2. Nuova percezione, anziché nuove cognizioni. Logica e pedagogia sono intrecciate. Se comprendo la realtà, cambio anche il mio modo di vederla, e coltivo una nuova mentalità. Anche questo spunto travalica il contesto della Cina medioevale, per potersi trapiantare fruttuosamente nella nostra cultura. Se un buddhista non abbandona le categorie del senso comune, in modo da abbracciare una nuova percezione, è assai dubbio che possa ritenersi tale. A coloro che insistono a dire che il buddhismo, nelle sue prerogative, conserva il senso comune, si dovrebbe ricordare la teoria nagarjuniana della doppia verità, che vi insiste solo per superarlo. Le implicazioni logico-speculative della problematica sono molto complesse, ancorché, a prima vista, trascurabili.
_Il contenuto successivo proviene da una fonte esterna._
use std::fmt::{Display, Formatter};

use byteorder::{ByteOrder, LittleEndian};
use bytes::BufMut;

use crate::error::FileError;
use crate::file::{CHECKSUM_SIZE, CHUNK_INDEX_ENTRY_SIZE};
use crate::integrity::{self, Section};
use crate::ALIGNMENT;

const FLAG_COMPRESSED: u8 = 1;

/// ChunkIndexEntry locates one chunk in a file.
#[derive(Clone, Copy, Debug, PartialEq, Eq)]
pub struct ChunkIndexEntry {
    /// The absolute position in the file where this chunk is located.
    pub offset: u64,
    /// The size in bytes of the chunk in the file.
    pub length: u32,
    pub record_count: u32,
    pub compressed: bool,
    /// CRC32 of the chunk bytes.
    pub checksum: u32,
}

impl ChunkIndexEntry {
    pub fn append_to(&self, b: &mut Vec<u8>) {
        b.put_u64_le(self.offset);
        b.put_u32_le(self.length);
        b.put_u32_le(self.record_count);
        b.put_u8(if self.compressed { FLAG_COMPRESSED } else { 0 });
        b.put_bytes(0, 3);
        b.put_u32_le(self.checksum);
    }

    /// unmarshal_binary decodes an entry from the first 24 bytes of `b`.
    pub fn unmarshal_binary(b: &[u8]) -> Result<Self, FileError> {
        if b.len() < CHUNK_INDEX_ENTRY_SIZE {
            return Err(FileError::Truncated {
                section: Section::ChunkIndex,
                need: CHUNK_INDEX_ENTRY_SIZE as u64,
                got: b.len() as u64,
            });
        }

        Ok(Self {
            offset: LittleEndian::read_u64(&b[0..8]),
            length: LittleEndian::read_u32(&b[8..12]),
            record_count: LittleEndian::read_u32(&b[12..16]),
            compressed: b[16] & FLAG_COMPRESSED != 0,
            checksum: LittleEndian::read_u32(&b[20..24]),
        })
    }

    pub fn end(&self) -> u64 {
        self.offset + self.length as u64
    }
}

impl Display for ChunkIndexEntry {
    fn fmt(&self, f: &mut Formatter<'_>) -> std::fmt::Result {
        write!(
            f,
            "ofs={} siz={} records={} compressed={} crc={:08x}",
            self.offset, self.length, self.record_count, self.compressed, self.checksum
        )
    }
}

/// ChunkIndex is the table of chunks with cumulative record counts, so a
/// global record index resolves to its chunk by binary search.
#[derive(Clone, Debug, Default, PartialEq, Eq)]
pub struct ChunkIndex {
    entries: Vec<ChunkIndexEntry>,
    /// first_record[i] is the global index of chunk i's first record; the
    /// last element is the total.
    first_record: Vec<u64>,
}

impl ChunkIndex {
    pub fn new(entries: Vec<ChunkIndexEntry>) -> Self {
        let mut first_record = Vec::with_capacity(entries.len() + 1);
        let mut total = 0_u64;
        first_record.push(total);
        for entry in &entries {
            total += entry.record_count as u64;
            first_record.push(total);
        }

        Self {
            entries,
            first_record,
        }
    }

    /// encoded_len is the size of an index of `count` entries with its
    /// checksum, without padding.
    pub fn encoded_len(count: usize) -> usize {
        count * CHUNK_INDEX_ENTRY_SIZE + CHECKSUM_SIZE
    }

    pub fn entries(&self) -> &[ChunkIndexEntry] {
        &self.entries
    }

    pub fn get(&self, i: usize) -> Option<&ChunkIndexEntry> {
        self.entries.get(i)
    }

    pub fn len(&self) -> usize {
        self.entries.len()
    }

    pub fn is_empty(&self) -> bool {
        self.entries.is_empty()
    }

    pub fn record_count(&self) -> u64 {
        self.first_record.last().copied().unwrap_or_default()
    }

    /// first_record returns the global index of the first record of chunk `i`.
    pub fn first_record(&self, i: usize) -> Option<u64> {
        if i < self.entries.len() {
            Some(self.first_record[i])
        } else {
            None
        }
    }

    /// locate maps a global record index to (chunk, chunk-local index).
    pub fn locate(&self, global: u64) -> Option<(usize, u64)> {
        if global >= self.record_count() {
            return None;
        }

        let chunk = self.first_record.partition_point(|first| *first <= global) - 1;
        Some((chunk, global - self.first_record[chunk]))
    }

    pub fn marshal_binary(&self) -> Vec<u8> {
        let mut b = Vec::with_capacity(Self::encoded_len(self.entries.len()));
        for entry in &self.entries {
            entry.append_to(&mut b);
        }
        let crc = integrity::checksum(&b);
        b.put_u32_le(crc);
        b
    }

    /// unmarshal_binary decodes `count` entries followed by their checksum.
    pub fn unmarshal_binary(b: &[u8], count: usize) -> Result<Self, FileError> {
        let len = Self::encoded_len(count);
        if b.len() < len {
            return Err(FileError::Truncated {
                section: Section::ChunkIndex,
                need: len as u64,
                got: b.len() as u64,
            });
        }

        let (body, crc) = b[..len].split_at(len - CHECKSUM_SIZE);
        integrity::verify_checksum(Section::ChunkIndex, body, LittleEndian::read_u32(crc))?;

        let entries = body
            .chunks_exact(CHUNK_INDEX_ENTRY_SIZE)
            .map(ChunkIndexEntry::unmarshal_binary)
            .collect::<Result<Vec<_>, _>>()?;
        Ok(Self::new(entries))
    }

    /// validate checks that chunks are aligned, ordered, non-overlapping, start
    /// at or after `data_start`, fit in a source of `source_len` bytes when
    /// known, and hold `record_count` records in total.
    pub fn validate(
        &self,
        data_start: u64,
        source_len: Option<u64>,
        record_count: u64,
    ) -> Result<(), FileError> {
        let mut next = data_start;
        for (i, entry) in self.entries.iter().enumerate() {
            if entry.offset % ALIGNMENT as u64 != 0 {
                return Err(FileError::CorruptIndex(format!(
                    "chunk {} at {} is not {}-byte aligned",
                    i, entry.offset, ALIGNMENT
                )));
            }
            if entry.offset < next {
                return Err(FileError::CorruptIndex(format!(
                    "chunk {} at {} overlaps the previous section ending at {}",
                    i, entry.offset, next
                )));
            }
            if entry.length == 0 || entry.record_count == 0 {
                return Err(FileError::CorruptIndex(format!("chunk {} is empty", i)));
            }
            if let Some(len) = source_len {
                if entry.end() > len {
                    return Err(FileError::Truncated {
                        section: Section::Chunk(i),
                        need: entry.end(),
                        got: len,
                    });
                }
            }
            next = entry.end();
        }

        if self.record_count() != record_count {
            return Err(FileError::CorruptIndex(format!(
                "chunks hold {} records, metadata says {}",
                self.record_count(),
                record_count
            )));
        }
        Ok(())
    }
}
3. Per un decostruzionismo fecondo. Il Ch'an è autocritico, forse più di ogni altra scuola del buddhismo. Riflette su se stesso, per trovare tutti i possibili difetti di un'impostazione teorico-pratica. E arriva a dire, nelle sue frange più evolute, che il Buddha è un bastone per raccogliere escrementi. Molti ignorano questo aspetto, o cercano di trascurarlo, ridimensionandone la portata ("Il Buddha ha parlato sul piano della verità assoluta"). L'asserzione di Lin-chi, relativa alla necessità di uccidere il Buddha sul proprio percorso esistenziale, poi replicata da innumerevoli maestri, è da loro disattesa. Queste persone hanno bisogno di un punto di riferimento, e lo trovano nella sacralizzazione del Buddha, né più né meno come certi seguaci contemporanei di Shakyamuni, incapaci di cogliere la luna indicata dal suo dito. A me interessa il carattere autocritico del Ch'an, la sua capacità di mettersi in discussione; componenti che ne annullano qualsiasi potenziale dogmatico.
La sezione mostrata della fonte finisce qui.